Why UDE and not UDL?

Students involved in postsecondary education must successfully perform hundreds of different types of tasks during a study term. These tasks range from successfully registering for courses, paying for courses, waking before morning classes, finding sufficient nutrition to be mentally engaged during classes, getting to classes, physically managing course books, using computers, accessing materials, completing assignments, taking tests etc. Successfully navigating through a day, much less a term, of educational activities requires access to physical spaces and buildings, information systems, as well as courses, services and curriculum.

While successful learning of knowledge and skills is the clear goal, successful management of the entire educational experience is the demand.
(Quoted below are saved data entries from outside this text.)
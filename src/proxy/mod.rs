// SPDX-FileCopyrightText: Copyright (c) 2024-2026 modbus-bridge contributors
// SPDX-License-Identifier: MIT OR Apache-2.0

//! A request-forwarding proxy with a short-lived response cache.
//!
//! The proxy composes a TCP server front-end and one client back-end
//! (TCP or serial). Reads are served from a per-device cache as long as
//! every requested address is younger than the freshness window; writes
//! are forwarded and update the cache on success.

mod cache;

use std::{
    net::{IpAddr, Ipv4Addr, SocketAddr},
    sync::Arc,
    time::Duration,
};

use async_trait::async_trait;
use tokio::task::JoinHandle;
use tokio_util::sync::CancellationToken;

use crate::{
    client::{rtu::RtuClientOptions, tcp::TcpClientOptions, Context},
    frame::{
        Address, Coil, ExceptionCode, Quantity, Request, Response, Word, MAX_READ_BITS,
        MAX_READ_WORDS, MAX_WRITE_BITS, MAX_WRITE_WORDS,
    },
    server::{
        self,
        service::{check_count, check_span},
        RegisterClass, Service,
    },
    slave::Slave,
    Error, Result,
};

use self::cache::ProxyCache;

/// The back-end the proxy forwards to.
#[derive(Debug, Clone)]
pub enum ProxyDestination {
    Tcp(TcpClientOptions),
    Rtu(RtuClientOptions),
}

/// Configuration of a [`Proxy`].
#[derive(Debug, Clone)]
pub struct ProxySettings {
    /// Address the front-end server listens on (default unspecified).
    pub listen_address: IpAddr,
    /// Port the front-end server listens on (default 502).
    pub listen_port: u16,
    /// The back-end endpoint requests are forwarded to.
    pub destination: ProxyDestination,
    /// Maximum age of cached values served without refetching; values
    /// below 200 ms are clamped up (default 1 s).
    pub freshness_window: Duration,
}

impl ProxySettings {
    #[must_use]
    pub fn new(destination: ProxyDestination) -> Self {
        Self {
            listen_address: IpAddr::V4(Ipv4Addr::UNSPECIFIED),
            listen_port: 502,
            destination,
            freshness_window: Duration::from_secs(1),
        }
    }
}

/// A running proxy instance.
#[derive(Debug)]
pub struct Proxy {
    local_addr: SocketAddr,
    shutdown: CancellationToken,
    task: JoinHandle<()>,
    backend: Arc<Context>,
}

impl Proxy {
    /// Connect the back-end, bind the front-end and start serving.
    pub async fn start(settings: ProxySettings) -> Result<Self> {
        let backend = match settings.destination {
            ProxyDestination::Tcp(options) => crate::client::tcp::connect(options).await?,
            ProxyDestination::Rtu(options) => crate::client::rtu::connect(options).await?,
        };
        let backend = Arc::new(backend);

        let service = Arc::new(ProxyService {
            backend: Arc::clone(&backend),
            cache: ProxyCache::new(settings.freshness_window),
        });

        let server = server::tcp::Server::bind(SocketAddr::new(
            settings.listen_address,
            settings.listen_port,
        ))
        .await?;
        let local_addr = server.local_addr()?;

        let shutdown = CancellationToken::new();
        let signal = shutdown.clone();
        let task = tokio::spawn(async move {
            if let Err(err) = server.serve_until(service, signal.cancelled_owned()).await {
                log::error!("Proxy server failed: {err}");
            }
        });

        log::debug!("Proxy listening on {local_addr}");
        Ok(Self {
            local_addr,
            shutdown,
            task,
            backend,
        })
    }

    /// The front-end's locally bound address.
    #[must_use]
    pub fn local_addr(&self) -> SocketAddr {
        self.local_addr
    }

    /// Stop serving and disconnect the back-end.
    pub async fn stop(self) -> Result<()> {
        self.shutdown.cancel();
        let _ = self.task.await;
        self.backend.disconnect().await
    }
}

/// The front-end service: cache consult, back-end call on miss.
struct ProxyService {
    backend: Arc<Context>,
    cache: ProxyCache,
}

#[async_trait]
impl Service for ProxyService {
    async fn call(
        &self,
        slave: Slave,
        request: Request,
    ) -> Option<std::result::Result<Response, ExceptionCode>> {
        // The proxy answers for every device id; whether the device
        // exists is the back-end's verdict.
        Some(self.forward(slave, request).await)
    }
}

impl ProxyService {
    async fn forward(
        &self,
        slave: Slave,
        request: Request,
    ) -> std::result::Result<Response, ExceptionCode> {
        use Request::*;
        match request {
            ReadCoils(start, count) => {
                check_count(count, MAX_READ_BITS)?;
                check_span(start, count)?;
                self.read_bits(slave, RegisterClass::Coil, start, count)
                    .await
                    .map(Response::ReadCoils)
            }
            ReadDiscreteInputs(start, count) => {
                check_count(count, MAX_READ_BITS)?;
                check_span(start, count)?;
                self.read_bits(slave, RegisterClass::DiscreteInput, start, count)
                    .await
                    .map(Response::ReadDiscreteInputs)
            }
            ReadHoldingRegisters(start, count) => {
                check_count(count, MAX_READ_WORDS)?;
                check_span(start, count)?;
                self.read_words(slave, RegisterClass::HoldingRegister, start, count)
                    .await
                    .map(Response::ReadHoldingRegisters)
            }
            ReadInputRegisters(start, count) => {
                check_count(count, MAX_READ_WORDS)?;
                check_span(start, count)?;
                self.read_words(slave, RegisterClass::InputRegister, start, count)
                    .await
                    .map(Response::ReadInputRegisters)
            }
            WriteSingleCoil(address, value) => {
                self.backend_call(slave, WriteSingleCoil(address, value))
                    .await?;
                self.cache
                    .store_bits(slave.into(), RegisterClass::Coil, address, &[value]);
                Ok(Response::WriteSingleCoil(address, value))
            }
            WriteSingleRegister(address, value) => {
                self.backend_call(slave, WriteSingleRegister(address, value))
                    .await?;
                self.cache.store_words(
                    slave.into(),
                    RegisterClass::HoldingRegister,
                    address,
                    &[value],
                );
                Ok(Response::WriteSingleRegister(address, value))
            }
            WriteMultipleCoils(start, values) => {
                let count = count_of(&values)?;
                check_count(count, MAX_WRITE_BITS)?;
                check_span(start, count)?;
                self.backend_call(slave, WriteMultipleCoils(start, values.clone()))
                    .await?;
                self.cache
                    .store_bits(slave.into(), RegisterClass::Coil, start, &values);
                Ok(Response::WriteMultipleCoils(start, count))
            }
            WriteMultipleRegisters(start, values) => {
                let count = count_of(&values)?;
                check_count(count, MAX_WRITE_WORDS)?;
                check_span(start, count)?;
                self.backend_call(slave, WriteMultipleRegisters(start, values.clone()))
                    .await?;
                self.cache.store_words(
                    slave.into(),
                    RegisterClass::HoldingRegister,
                    start,
                    &values,
                );
                Ok(Response::WriteMultipleRegisters(start, count))
            }
            // Device identification is forwarded verbatim and never cached.
            request @ ReadDeviceInfo(_, _) => self.backend_call(slave, request).await,
        }
    }

    async fn read_bits(
        &self,
        slave: Slave,
        class: RegisterClass,
        start: Address,
        count: Quantity,
    ) -> std::result::Result<Vec<Coil>, ExceptionCode> {
        let slave_id = slave.into();
        if let Some(values) = self.cache.lookup_bits(slave_id, class, start, count) {
            return Ok(values);
        }

        let device = self.cache.device(slave_id);
        let _fill = device.fill_lock().await;
        // Another session may have refetched while we waited.
        if let Some(values) = self.cache.lookup_bits(slave_id, class, start, count) {
            return Ok(values);
        }

        let request = match class {
            RegisterClass::Coil => Request::ReadCoils(start, count),
            RegisterClass::DiscreteInput => Request::ReadDiscreteInputs(start, count),
            _ => unreachable!("not a bit class"),
        };
        let response = self.backend_call(slave, request).await?;
        let mut values = match response {
            Response::ReadCoils(values) | Response::ReadDiscreteInputs(values) => values,
            _ => return Err(ExceptionCode::SlaveDeviceFailure),
        };
        if values.len() < usize::from(count) {
            return Err(ExceptionCode::SlaveDeviceFailure);
        }
        values.truncate(count.into());
        self.cache.store_bits(slave_id, class, start, &values);
        Ok(values)
    }

    async fn read_words(
        &self,
        slave: Slave,
        class: RegisterClass,
        start: Address,
        count: Quantity,
    ) -> std::result::Result<Vec<Word>, ExceptionCode> {
        let slave_id = slave.into();
        if let Some(values) = self.cache.lookup_words(slave_id, class, start, count) {
            return Ok(values);
        }

        let device = self.cache.device(slave_id);
        let _fill = device.fill_lock().await;
        if let Some(values) = self.cache.lookup_words(slave_id, class, start, count) {
            return Ok(values);
        }

        let request = match class {
            RegisterClass::HoldingRegister => Request::ReadHoldingRegisters(start, count),
            RegisterClass::InputRegister => Request::ReadInputRegisters(start, count),
            _ => unreachable!("not a word class"),
        };
        let response = self.backend_call(slave, request).await?;
        let values = match response {
            Response::ReadHoldingRegisters(values) | Response::ReadInputRegisters(values) => {
                values
            }
            _ => return Err(ExceptionCode::SlaveDeviceFailure),
        };
        if values.len() != usize::from(count) {
            return Err(ExceptionCode::SlaveDeviceFailure);
        }
        self.cache.store_words(slave_id, class, start, &values);
        Ok(values)
    }

    async fn backend_call(
        &self,
        slave: Slave,
        request: Request,
    ) -> std::result::Result<Response, ExceptionCode> {
        match self.backend.call(slave, request).await {
            Ok(response) => Ok(response),
            // The device's own verdict passes through unchanged.
            Err(Error::Exception(exception)) => Err(exception.exception),
            Err(err) => {
                log::warn!("Back-end request for device {slave} failed: {err}");
                Err(ExceptionCode::SlaveDeviceFailure)
            }
        }
    }
}

fn count_of<T>(values: &[T]) -> std::result::Result<Quantity, ExceptionCode> {
    Quantity::try_from(values.len()).map_err(|_| ExceptionCode::IllegalDataValue)
}
// SPDX-FileCopyrightText: Copyright (c) 2024-2026 modbus-bridge contributors
// SPDX-License-Identifier: MIT OR Apache-2.0

//! TCP client transport
//!
//! A connection-managing client: requests may be issued from many tasks
//! concurrently, a send mutex serializes the frame writes, and one
//! background receive loop demultiplexes responses to their waiters by
//! transaction id. A failed connection is re-established with a growing
//! per-attempt timeout until the configured reconnect window runs out.

use std::{
    collections::{HashMap, VecDeque},
    future::Future,
    net::SocketAddr,
    pin::Pin,
    sync::{
        atomic::{AtomicBool, AtomicU16, Ordering},
        Arc, Mutex as StdMutex,
    },
    time::Duration,
};

use async_trait::async_trait;
use bytes::BytesMut;
use futures_util::stream::StreamExt as _;
use tokio::{
    io::AsyncWriteExt as _,
    net::{
        lookup_host,
        tcp::{OwnedReadHalf, OwnedWriteHalf},
        TcpStream,
    },
    sync::{broadcast, oneshot, Mutex},
    task::JoinHandle,
    time::{sleep, timeout},
};
use tokio_util::{
    codec::{Encoder as _, FramedRead},
    sync::CancellationToken,
};

use crate::{
    client::{validate_request, Client, ClientEvent, Context, ReconnectSchedule},
    codec,
    frame::{
        tcp::{Header, RequestAdu, ResponseAdu, TransactionId},
        Request, Response,
    },
    slave::Slave,
    Error, Result,
};

const EVENT_CHANNEL_CAPACITY: usize = 16;

/// Configuration of a [`TcpClient`].
#[derive(Debug, Clone)]
pub struct TcpClientOptions {
    /// Host name or address of the remote server.
    pub host: String,
    /// TCP port (default 502).
    pub port: u16,
    /// Bound on writing one request frame (default 1 s).
    pub send_timeout: Duration,
    /// Bound on the idle wait for a matching response (default 1 s).
    pub receive_timeout: Duration,
    /// Total time budget for (re)connecting; `None` retries forever.
    pub reconnect_window: Option<Duration>,
    /// Cap of the growing per-attempt connect timeout (default 30 s).
    pub max_connect_timeout: Duration,
    /// TCP keep-alive probe interval, `None` to leave the socket alone.
    pub keep_alive: Option<Duration>,
    /// Deliver responses to waiters in send order instead of matching
    /// transaction ids. Only useful for peers that do not echo the id
    /// correctly; not recommended.
    pub disable_transaction_id: bool,
}

impl TcpClientOptions {
    #[must_use]
    pub fn new(host: impl Into<String>) -> Self {
        Self {
            host: host.into(),
            port: 502,
            send_timeout: Duration::from_secs(1),
            receive_timeout: Duration::from_secs(1),
            reconnect_window: None,
            max_connect_timeout: Duration::from_secs(30),
            keep_alive: Some(Duration::from_secs(30)),
            disable_transaction_id: false,
        }
    }

    #[must_use]
    pub fn with_port(mut self, port: u16) -> Self {
        self.port = port;
        self
    }
}

/// Connect to a Modbus TCP server and wrap the transport in a [`Context`].
pub async fn connect(options: TcpClientOptions) -> Result<Context> {
    let client = TcpClient::new(options);
    Client::connect(&client).await?;
    Ok(Context::from(Box::new(client) as Box<dyn Client>))
}

/// Modbus TCP client transport.
#[derive(Debug, Clone)]
pub struct TcpClient {
    inner: Arc<Inner>,
}

impl TcpClient {
    #[must_use]
    pub fn new(options: TcpClientOptions) -> Self {
        let (events, _) = broadcast::channel(EVENT_CHANNEL_CAPACITY);
        let fifo = options.disable_transaction_id;
        Self {
            inner: Arc::new(Inner {
                options,
                conn: Mutex::new(ConnState::default()),
                waiters: StdMutex::new(Waiters::new(fifo)),
                next_transaction_id: AtomicU16::new(0),
                events,
                closed: AtomicBool::new(false),
                reconnecting: AtomicBool::new(false),
            }),
        }
    }

    /// The configuration this client was created with.
    #[must_use]
    pub fn options(&self) -> &TcpClientOptions {
        &self.inner.options
    }
}

#[async_trait]
impl Client for TcpClient {
    async fn connect(&self) -> Result<()> {
        self.inner.closed.store(false, Ordering::SeqCst);
        self.inner.connect_with_backoff().await
    }

    async fn disconnect(&self) -> Result<()> {
        self.inner.closed.store(true, Ordering::SeqCst);
        let was_connected = {
            let mut conn = self.inner.conn.lock().await;
            conn.generation += 1;
            if let Some(reader) = conn.reader.take() {
                reader.abort();
            }
            conn.write.take().is_some()
        };
        self.inner.fail_waiters();
        if was_connected {
            let _ = self.inner.events.send(ClientEvent::Disconnected);
        }
        Ok(())
    }

    async fn call_with_cancel(
        &self,
        slave: Slave,
        request: Request,
        cancel: CancellationToken,
    ) -> Result<Response> {
        self.inner.call(slave, request, cancel).await
    }

    fn subscribe(&self) -> broadcast::Receiver<ClientEvent> {
        self.inner.events.subscribe()
    }
}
Optimal universal design in postsecondary education revolves around creating better designs for all areas of activity in which a student participates. Difficulty in accessing any one of these hundreds of activities can throw a students education in jeopardy.

Universal Design in Learning might be the best description of interventions specific to course and curriculum. The overall need for universal design in postsecondary education is broader than direct learning activities, however. Thus, a broader term was preferred. We chose Universal Design in Education (UDE) as the most representative terms to describe the scope of UD addressed by the ACCESS-ed Project.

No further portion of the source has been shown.